All the best mate. We’ll be here when you come back.
(and feel free to use words when you do)
I read once that those people who survived the Nazi concentration camps often came out with a big burden of guilt. You would have thought that they would have been happy to make it out alive, but in fact they were wracked by guilt at having stayed alive when so many others died. I don’t know why they felt this way. Perhaps it was because they were worried that by staying alive they might have survived at the expense of the others. Or perhaps it was just the sheer weight of the misery around them. But in any case it was kind of a weird psychological anomaly. They were more guilt-wracked over the deaths of their friends and family than were the Nazis who in fact caused all those deaths.
Maybe you’re suffering from something similar. Or maybe not. But my point is this: Human psychology plays tricks on you. You know full well that you and your family did the right thing. You know this because you stuck to the right path even through three weeks of torment. You and your family had to keep making that choice for your grandmother over and over again every day and every hour of those three weeks, and you stuck to it because you knew it was the right thing to do.
So when you feel the guilt, please try to remember the guilt-wracked survivors of the camps. Remember how screwy human psychology can be–it can make you feel horrible guilt even when you know for a certainty that you did the right thing, the humane thing. The guilt isn’t there because you did anything wrong. It’s there because our human psychological make-up is screwy.

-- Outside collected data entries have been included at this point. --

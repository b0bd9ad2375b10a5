//! Error taxonomy shared by the interpreter, executor and passthrough operations.

use crate::query::ResponseLanguage;

/// Errors that abort a request or a page.
///
/// Per-item media problems are not errors; see [`crate::media::MediaUnavailable`].
#[derive(Debug, thiserror::Error)]
pub enum NliError {
    #[error("query is empty")]
    EmptyQuery,

    #[error("archive rejected the query: {0}")]
    QueryRejected(String),

    #[error("authentication failed: {0}")]
    Authentication(String),

    #[error("archive unreachable after {attempts} attempts: {message}")]
    TransientNetwork { attempts: u32, message: String },

    #[error("not found: {0}")]
    NotFound(String),

    #[error("could not decode archive response: {0}")]
    Decode(String),
}

pub type Result<T> = std::result::Result<T, NliError>;

impl NliError {
    /// Stable machine-readable code carried by failed response payloads.
    pub fn code(&self) -> &'static str {
        match self {
            NliError::EmptyQuery => "empty_query",
            NliError::QueryRejected(_) => "query_rejected",
            NliError::Authentication(_) => "authentication",
            NliError::TransientNetwork { .. } => "transient_network",
            NliError::NotFound(_) => "not_found",
            NliError::Decode(_) => "decode",
        }
    }

    pub fn is_retriable(&self) -> bool {
        matches!(self, NliError::TransientNetwork { .. })
    }

    /// Human-readable message in the response language.
    pub fn user_message(&self, lang: ResponseLanguage) -> String {
        match lang {
            ResponseLanguage::En => match self {
                NliError::EmptyQuery => "Please enter a search query.".into(),
                NliError::QueryRejected(detail) => {
                    format!("The library catalogue could not process this search ({detail}).")
                }
                NliError::Authentication(_) => {
                    "This request needs a personal NLI API key (set NLI_API_KEY).".into()
                }
                NliError::TransientNetwork { .. } => {
                    "The library catalogue is not responding right now. Please try again later."
                        .into()
                }
                NliError::NotFound(what) => format!("No item was found for {what}."),
                NliError::Decode(_) => {
                    "The library catalogue returned an unreadable response.".into()
                }
            },
            ResponseLanguage::He => match self {
                NliError::EmptyQuery => "נא להזין שאילתת חיפוש.".into(),
                NliError::QueryRejected(detail) => {
                    format!("קטלוג הספרייה לא הצליח לעבד את החיפוש ({detail}).")
                }
                NliError::Authentication(_) => {
                    "בקשה זו דורשת מפתח API אישי של הספרייה הלאומית (NLI_API_KEY).".into()
                }
                NliError::TransientNetwork { .. } => {
                    "קטלוג הספרייה אינו זמין כרגע. נא לנסות שוב מאוחר יותר.".into()
                }
                NliError::NotFound(what) => format!("לא נמצא פריט עבור {what}."),
                NliError::Decode(_) => "קטלוג הספרייה החזיר תשובה שאינה קריאה.".into(),
            },
        }
    }
}
mod archive;
mod config;
mod error;
mod media;
mod pipeline;
mod query;
mod response;
#[cfg(test)]
mod testing;
mod tools;

pub const USER_AGENT: &str = concat!("nli-scout/", env!("CARGO_PKG_VERSION"), " (MCP Server)");

use clap::{Parser, Subcommand};
use rmcp::{ServiceExt, transport::stdio};
use tools::NliScout;
use tracing::info;

use config::Settings;
use query::Language;

#[derive(Parser)]
#[command(version, about)]
struct Cli {
    #[command(subcommand)]
    command: Option<Command>,
}

#[derive(Subcommand)]
enum Command {
    /// Run the MCP server on stdio (default)
    Serve,
    /// Print the interpretation of a question as JSON, without searching
    Interpret {
        text: String,
        #[arg(long, value_parser = parse_language, default_value = "auto")]
        language: Language,
    },
}

fn parse_language(s: &str) -> Result<Language, String> {
    match s {
        "he" => Ok(Language::He),
        "en" => Ok(Language::En),
        "auto" => Ok(Language::Auto),
        other => Err(format!("unknown language '{other}' (expected he, en or auto)")),
    }
}

#[tokio::main]
async fn main() -> Result<(), Box<dyn std::error::Error>> {
    tracing_subscriber::fmt()
        .with_writer(std::io::stderr)
        .with_env_filter(
            tracing_subscriber::EnvFilter::from_default_env()
                .add_directive("nli_scout=info".parse()?),
        )
        .init();

    match Cli::parse().command.unwrap_or(Command::Serve) {
        Command::Serve => serve().await,
        Command::Interpret { text, language } => {
            let query = query::interpret(&text, language)?;
            println!("{}", serde_json::to_string_pretty(&query)?);
            Ok(())
        }
    }
}

async fn serve() -> Result<(), Box<dyn std::error::Error>> {
    let settings = Settings::from_env()?;
    info!(
        tier = ?settings.tier,
        search_url = %settings.search_url,
        "starting nli-scout MCP server"
    );

    let service = NliScout::new(settings)?
        .serve(stdio())
        .await
        .inspect_err(|e| tracing::error!("failed to start server: {e}"))?;

    service.waiting().await?;
    info!("server stopped");
    Ok(())
}
use serde::Serialize;
use serde_json::Value;
use tracing::{debug, info, warn};

use super::{ArchiveApi, SearchRequest, SearchResult};
use crate::config::{AccessTier, Settings};
use crate::error::{NliError, Result};
use crate::query::StructuredQuerySpec;

/// One page of decoded results.
#[derive(Serialize, Debug, Clone, Default)]
pub struct SearchPage {
    pub results: Vec<SearchResult>,
    /// Opaque; present iff the archive has more results for the same spec.
    pub next_page_token: Option<String>,
    pub total_results: Option<u64>,
    /// Offset of the first result in the full result set.
    pub offset: u64,
    #[serde(skip_serializing_if = "Option::is_none")]
    pub facets: Option<Value>,
    /// Which candidate produced the page.
    pub spec_index: usize,
}

impl SearchPage {
    pub fn is_empty(&self) -> bool {
        self.results.is_empty()
    }
}

pub struct SearchExecutor<'a, A> {
    api: &'a A,
    settings: &'a Settings,
}

impl<'a, A: ArchiveApi> SearchExecutor<'a, A> {
    pub fn new(api: &'a A, settings: &'a Settings) -> Self {
        Self { api, settings }
    }

    /// Runs one spec for one page of `rows` results.
    pub async fn execute_page_sized(
        &self,
        spec: &StructuredQuerySpec,
        page_token: Option<&str>,
        rows: u32,
    ) -> Result<SearchPage> {
        spec.validate()?;
        let rows = rows.max(1);
        self.check_access(spec, rows)?;

        let raw = self
            .api
            .search(SearchRequest { spec, rows }, page_token)
            .await?;
        let results: Vec<SearchResult> = raw
            .records
            .into_iter()
            .filter_map(|record| SearchResult::from_raw(record, |id| self.api.manifest_url(id)))
            .collect();

        debug!(
            results = results.len(),
            more = raw.next_token.is_some(),
            "page executed"
        );
        Ok(SearchPage {
            results,
            next_page_token: raw.next_token,
            total_results: raw.total_results,
            offset: raw.start,
            facets: raw.facets,
            spec_index: 0,
        })
    }

    /// Tries candidates in order until one returns results.
    ///
    /// A continuation token belongs to the spec that produced it, so with a
    /// token only the first candidate is searched. Failures abort the loop;
    /// only empty pages move on to the next candidate.
    pub async fn execute(
        &self,
        candidates: &[StructuredQuerySpec],
        page_token: Option<&str>,
    ) -> Result<SearchPage> {
        self.execute_sized(candidates, page_token, self.settings.page_size)
            .await
    }

    /// Total matches and facet counts of the first matching candidate, without records.
    pub async fn count(&self, candidates: &[StructuredQuerySpec]) -> Result<SearchPage> {
        let mut page = self.execute_sized(candidates, None, 1).await?;
        page.results.clear();
        page.next_page_token = None;
        Ok(page)
    }

    async fn execute_sized(
        &self,
        candidates: &[StructuredQuerySpec],
        page_token: Option<&str>,
        rows: u32,
    ) -> Result<SearchPage> {
        let Some(first) = candidates.first() else {
            return Err(NliError::EmptyQuery);
        };
        if page_token.is_some() {
            return self.execute_page_sized(first, page_token, rows).await;
        }

        let budget = candidates.len().min(self.settings.max_fallback_attempts.max(1));
        let mut last = SearchPage::default();
        for (index, spec) in candidates.iter().take(budget).enumerate() {
            let mut page = self.execute_page_sized(spec, None, rows).await?;
            page.spec_index = index;
            if !page.is_empty() {
                if index > 0 {
                    info!(candidate = index, variant = ?spec.variant, "fallback candidate matched");
                }
                return Ok(page);
            }
            debug!(candidate = index, "candidate returned no results");
            last = page;
        }
        warn!(tried = budget, "no candidate returned results");
        Ok(last)
    }

    fn check_access(&self, spec: &StructuredQuerySpec, rows: u32) -> Result<()> {
        if self.settings.tier != AccessTier::Visitor {
            return Ok(());
        }
        let policy = &self.settings.access;
        if rows > policy.visitor_max_rows {
            return Err(NliError::Authentication(format!(
                "page size {rows} exceeds the visitor limit of {}",
                policy.visitor_max_rows
            )));
        }
        if let Some(filter) = spec
            .filters
            .keys()
            .find(|f| policy.elevated_filters.contains(f))
        {
            return Err(NliError::Authentication(format!(
                "filter '{}' requires a personal key",
                filter.param_name()
            )));
        }
        Ok(())
    }
}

If the guilt gets to you too much, see a psychological counselor and have them explain the nature of guilt to you in more detail. Try to learn and understand that there are some cases where you can feel incredible amounts of guilt without ever having done anything wrong.
I can’t imagine going through what you went through for those few weeks, it hurts my heart just thinking about it. We’ve never talked much (or smilied much or whatever), but like you said, we are all here for you if you need us. Take care & like sandyr said, try to hold onto the good memories of your grandma, it took my nan 3 years to die of cancer, and she was a shadow of herself before it happened. You still have many recent memories of her as she was. Try to let them comfort you & your grandfather. I know you said that you need words for some things, but words fail me at a time like this.:(:(
i’m proud to know someone (virtually?) that can do what needs to be done, especially when the toll exacted on you is so very terrible. you wouldn’t be the silent bob we know here if this decision did not weigh so heavily on you. you and your family made the right decision. never doubt that. know we are always here to talk to, help if we can. you have many virtual hands reaching out to you.
may your grandmother’s memory be eternal. i will remember you and your family in my prayers.